**** Data extracts
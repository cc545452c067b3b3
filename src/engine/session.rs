#[cfg(feature = "serde")]
use serde::{Deserialize, Serialize};
use tracing::debug;

use crate::{
    control::{ControlTarget, ModuleParam},
    engine::builder::SessionHandles,
    graph::link::SessionLink,
};

/// Where the engine is in a play-through.
#[derive(Debug, Clone, Copy, PartialEq, Eq, Default)]
pub enum PlaybackState {
    #[default]
    Idle,
    Building,
    Running,
    Ended,
}

/// What a play-through routes through the reverb.
#[derive(Debug, Clone, Copy, PartialEq, Eq, Default)]
#[cfg_attr(feature = "serde", derive(Serialize, Deserialize))]
pub enum PlayMode {
    /// Dry and wet paths at the stored mix, one voice per loaded slot
    #[default]
    Wet,
    /// Bypass: the dry sample alone at unity, no voices built. The mix
    /// control does not reach the session.
    Dry,
}

/// One play-through: the control-side half of a graph running on the render thread.
///
/// Dropping the session tears it down. The source is halted at once and the
/// graph is flagged detached; the render thread lets go of it at its next
/// block. Teardown needs no ordering between nodes, so there is nothing else
/// to release by hand.
pub struct PlaybackSession {
    id: u64,
    mode: PlayMode,
    handles: SessionHandles,
    link: SessionLink,
}

impl PlaybackSession {
    pub(crate) fn new(id: u64, mode: PlayMode, handles: SessionHandles, link: SessionLink) -> Self {
        Self {
            id,
            mode,
            handles,
            link,
        }
    }

    pub fn id(&self) -> u64 {
        self.id
    }

    pub fn mode(&self) -> PlayMode {
        self.mode
    }

    pub fn handles(&self) -> &SessionHandles {
        &self.handles
    }

    pub fn voice_count(&self) -> usize {
        self.handles.voice_count()
    }

    /// Whether a voice was built for `slot` when this session started.
    pub fn has_voice(&self, slot: usize) -> bool {
        self.handles.voice(slot).is_some()
    }

    /// The source played through its whole buffer.
    pub fn has_ended(&self) -> bool {
        self.handles.source.has_ended()
    }

    pub fn is_detached(&self) -> bool {
        self.link.is_detached()
    }

    /// Push a physical value into the live node(s) behind `target`.
    ///
    /// Per-voice targets only reach voices built for this session, and a dry
    /// session keeps its unity dry gain. Returns whether any node was updated.
    pub fn apply(&self, target: ControlTarget, value: f32) -> bool {
        let handles = &self.handles;
        match target {
            ControlTarget::MasterGain => handles.master_gain.set(value),
            ControlTarget::MasterLowCut => handles.master_low_cut.set(value),
            ControlTarget::MasterHighCut => handles.master_high_cut.set(value),
            ControlTarget::DryWetMix if self.mode == PlayMode::Dry => return false,
            ControlTarget::DryWetMix => {
                handles.dry_gain.set(1.0 - value);
                handles.wet_gain.set(value);
            }
            ControlTarget::Module(slot, param) => {
                let Some(voice) = handles.voice(slot) else {
                    return false;
                };
                match param {
                    ModuleParam::Gain => voice.gain.set(value),
                    ModuleParam::LowCut => voice.low_cut.set(value),
                    ModuleParam::HighCut => voice.high_cut.set(value),
                }
            }
        }
        true
    }

    /// Halt the source and detach the graph. Safe to call any number of times.
    pub fn stop(&self) {
        if self.handles.source.stop() {
            debug!(session = self.id, "source halted");
        }
        self.link.detach();
    }
}

impl Drop for PlaybackSession {
    fn drop(&mut self) {
        self.stop();
    }
}
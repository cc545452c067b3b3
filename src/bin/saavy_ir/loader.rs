//! WAV decoding off the UI thread.

use std::{path::Path, thread};

use crossbeam_channel::Sender;
use saavy_ir::io::{AudioBuffer, DecodeEvent, DecodeFailure, LoadTarget};
use tracing::debug;

/// Decode `path` on a worker thread; the result arrives on `tx`.
pub fn spawn_decode(target: LoadTarget, path: &Path, tx: Sender<DecodeEvent>) {
    let path = path.to_path_buf();
    thread::spawn(move || {
        let event = match decode_wav(&path) {
            Ok(buffer) => DecodeEvent::loaded(target, buffer),
            Err(failure) => DecodeEvent::failed(target, failure),
        };
        // The UI may have quit in the meantime
        let _ = tx.send(event);
    });
}

pub fn decode_wav(path: &Path) -> Result<AudioBuffer, DecodeFailure> {
    let file_name = path
        .file_name()
        .map(|name| name.to_string_lossy().into_owned())
        .unwrap_or_else(|| path.display().to_string());
    let fail = |reason: &dyn std::fmt::Display| DecodeFailure::new(file_name.clone(), reason);

    let mut reader = hound::WavReader::open(path).map_err(|err| fail(&err))?;
    let spec = reader.spec();

    let samples: Vec<f32> = match spec.sample_format {
        hound::SampleFormat::Float => reader
            .samples::<f32>()
            .collect::<Result<_, _>>()
            .map_err(|err| fail(&err))?,
        hound::SampleFormat::Int => {
            let max_val = (1i64 << (spec.bits_per_sample.max(1) - 1)) as f32;
            reader
                .samples::<i32>()
                .map(|s| s.map(|v| v as f32 / max_val))
                .collect::<Result<_, _>>()
                .map_err(|err| fail(&err))?
        }
    };

    debug!(
        file = %file_name,
        channels = spec.channels,
        sample_rate = spec.sample_rate,
        samples = samples.len(),
        "decoded wav"
    );

    if samples.is_empty() {
        return Err(fail(&"file contains no audio"));
    }
    AudioBuffer::from_interleaved(&samples, spec.channels as usize, spec.sample_rate as f32)
        .map_err(|err| fail(&err))
}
********
**Exercise prompt:** Copy the listing above out again in its entirety, exactly as written.

**Written response:**
repository cc545452c067b3b3
filename src/engine/session.rs
#[cfg(feature = "serde")]
use serde::{Deserialize, Serialize};
use tracing::debug;

use crate::{
    control::{ControlTarget, ModuleParam},
    engine::builder::SessionHandles,
    graph::link::SessionLink,
};

/// Where the engine is in a play-through.
#[derive(Debug, Clone, Copy, PartialEq, Eq, Default)]
pub enum PlaybackState {
    #[default]
    Idle,
    Building,
    Running,
    Ended,
}

/// What a play-through routes through the reverb.
#[derive(Debug, Clone, Copy, PartialEq, Eq, Default)]
#[cfg_attr(feature = "serde", derive(Serialize, Deserialize))]
pub enum PlayMode {
    /// Dry and wet paths at the stored mix, one voice per loaded slot
    #[default]
    Wet,
    /// Bypass: the dry sample alone at unity, no voices built. The mix
    /// control does not reach the session.
    Dry,
}

/// One play-through: the control-side half of a graph running on the render thread.
///
/// Dropping the session tears it down. The source is halted at once and the
/// graph is flagged detached; the render thread lets go of it at its next
/// block. Teardown needs no ordering between nodes, so there is nothing else
/// to release by hand.
pub struct PlaybackSession {
    id: u64,
    mode: PlayMode,
    handles: SessionHandles,
    link: SessionLink,
}

impl PlaybackSession {
    pub(crate) fn new(id: u64, mode: PlayMode, handles: SessionHandles, link: SessionLink) -> Self {
        Self {
            id,
            mode,
            handles,
            link,
        }
    }

    pub fn id(&self) -> u64 {
        self.id
    }

    pub fn mode(&self) -> PlayMode {
        self.mode
    }

    pub fn handles(&self) -> &SessionHandles {
        &self.handles
    }

    pub fn voice_count(&self) -> usize {
        self.handles.voice_count()
    }

    /// Whether a voice was built for `slot` when this session started.
    pub fn has_voice(&self, slot: usize) -> bool {
        self.handles.voice(slot).is_some()
    }

    /// The source played through its whole buffer.
    pub fn has_ended(&self) -> bool {
        self.handles.source.has_ended()
    }

    pub fn is_detached(&self) -> bool {
        self.link.is_detached()
    }

    /// Push a physical value into the live node(s) behind `target`.
    ///
    /// Per-voice targets only reach voices built for this session, and a dry
    /// session keeps its unity dry gain. Returns whether any node was updated.
    pub fn apply(&self, target: ControlTarget, value: f32) -> bool {
        let handles = &self.handles;
        match target {
            ControlTarget::MasterGain => handles.master_gain.set(value),
            ControlTarget::MasterLowCut => handles.master_low_cut.set(value),
            ControlTarget::MasterHighCut => handles.master_high_cut.set(value),
            ControlTarget::DryWetMix if self.mode == PlayMode::Dry => return false,
            ControlTarget::DryWetMix => {
                handles.dry_gain.set(1.0 - value);
                handles.wet_gain.set(value);
            }
            ControlTarget::Module(slot, param) => {
                let Some(voice) = handles.voice(slot) else {
                    return false;
                };
                match param {
                    ModuleParam::Gain => voice.gain.set(value),
                    ModuleParam::LowCut => voice.low_cut.set(value),
                    ModuleParam::HighCut => voice.high_cut.set(value),
                }
            }
        }
        true
    }

    /// Halt the source and detach the graph. Safe to call any number of times.
    pub fn stop(&self) {
        if self.handles.source.stop() {
            debug!(session = self.id, "source halted");
        }
        self.link.detach();
    }
}

impl Drop for PlaybackSession {
    fn drop(&mut self) {
        self.stop();
    }
}
repository cc545452c067b3b3
filename src/bin/saavy_ir/loader.rs
//! WAV decoding off the UI thread.

use std::{path::Path, thread};

use crossbeam_channel::Sender;
use saavy_ir::io::{AudioBuffer, DecodeEvent, DecodeFailure, LoadTarget};
use tracing::debug;

/// Decode `path` on a worker thread; the result arrives on `tx`.
pub fn spawn_decode(target: LoadTarget, path: &Path, tx: Sender<DecodeEvent>) {
    let path = path.to_path_buf();
    thread::spawn(move || {
        let event = match decode_wav(&path) {
            Ok(buffer) => DecodeEvent::loaded(target, buffer),
            Err(failure) => DecodeEvent::failed(target, failure),
        };
        // The UI may have quit in the meantime
        let _ = tx.send(event);
    });
}

pub fn decode_wav(path: &Path) -> Result<AudioBuffer, DecodeFailure> {
    let file_name = path
        .file_name()
        .map(|name| name.to_string_lossy().into_owned())
        .unwrap_or_else(|| path.display().to_string());
    let fail = |reason: &dyn std::fmt::Display| DecodeFailure::new(file_name.clone(), reason);

    let mut reader = hound::WavReader::open(path).map_err(|err| fail(&err))?;
    let spec = reader.spec();

    let samples: Vec<f32> = match spec.sample_format {
        hound::SampleFormat::Float => reader
            .samples::<f32>()
            .collect::<Result<_, _>>()
            .map_err(|err| fail(&err))?,
        hound::SampleFormat::Int => {
            let max_val = (1i64 << (spec.bits_per_sample.max(1) - 1)) as f32;
            reader
                .samples::<i32>()
                .map(|s| s.map(|v| v as f32 / max_val))
                .collect::<Result<_, _>>()
                .map_err(|err| fail(&err))?
        }
    };

    debug!(
        file = %file_name,
        channels = spec.channels,
        sample_rate = spec.sample_rate,
        samples = samples.len(),
        "decoded wav"
    );

    if samples.is_empty() {
        return Err(fail(&"file contains no audio"));
    }
    AudioBuffer::from_interleaved(&samples, spec.channels as usize, spec.sample_rate as f32)
        .map_err(|err| fail(&err))
}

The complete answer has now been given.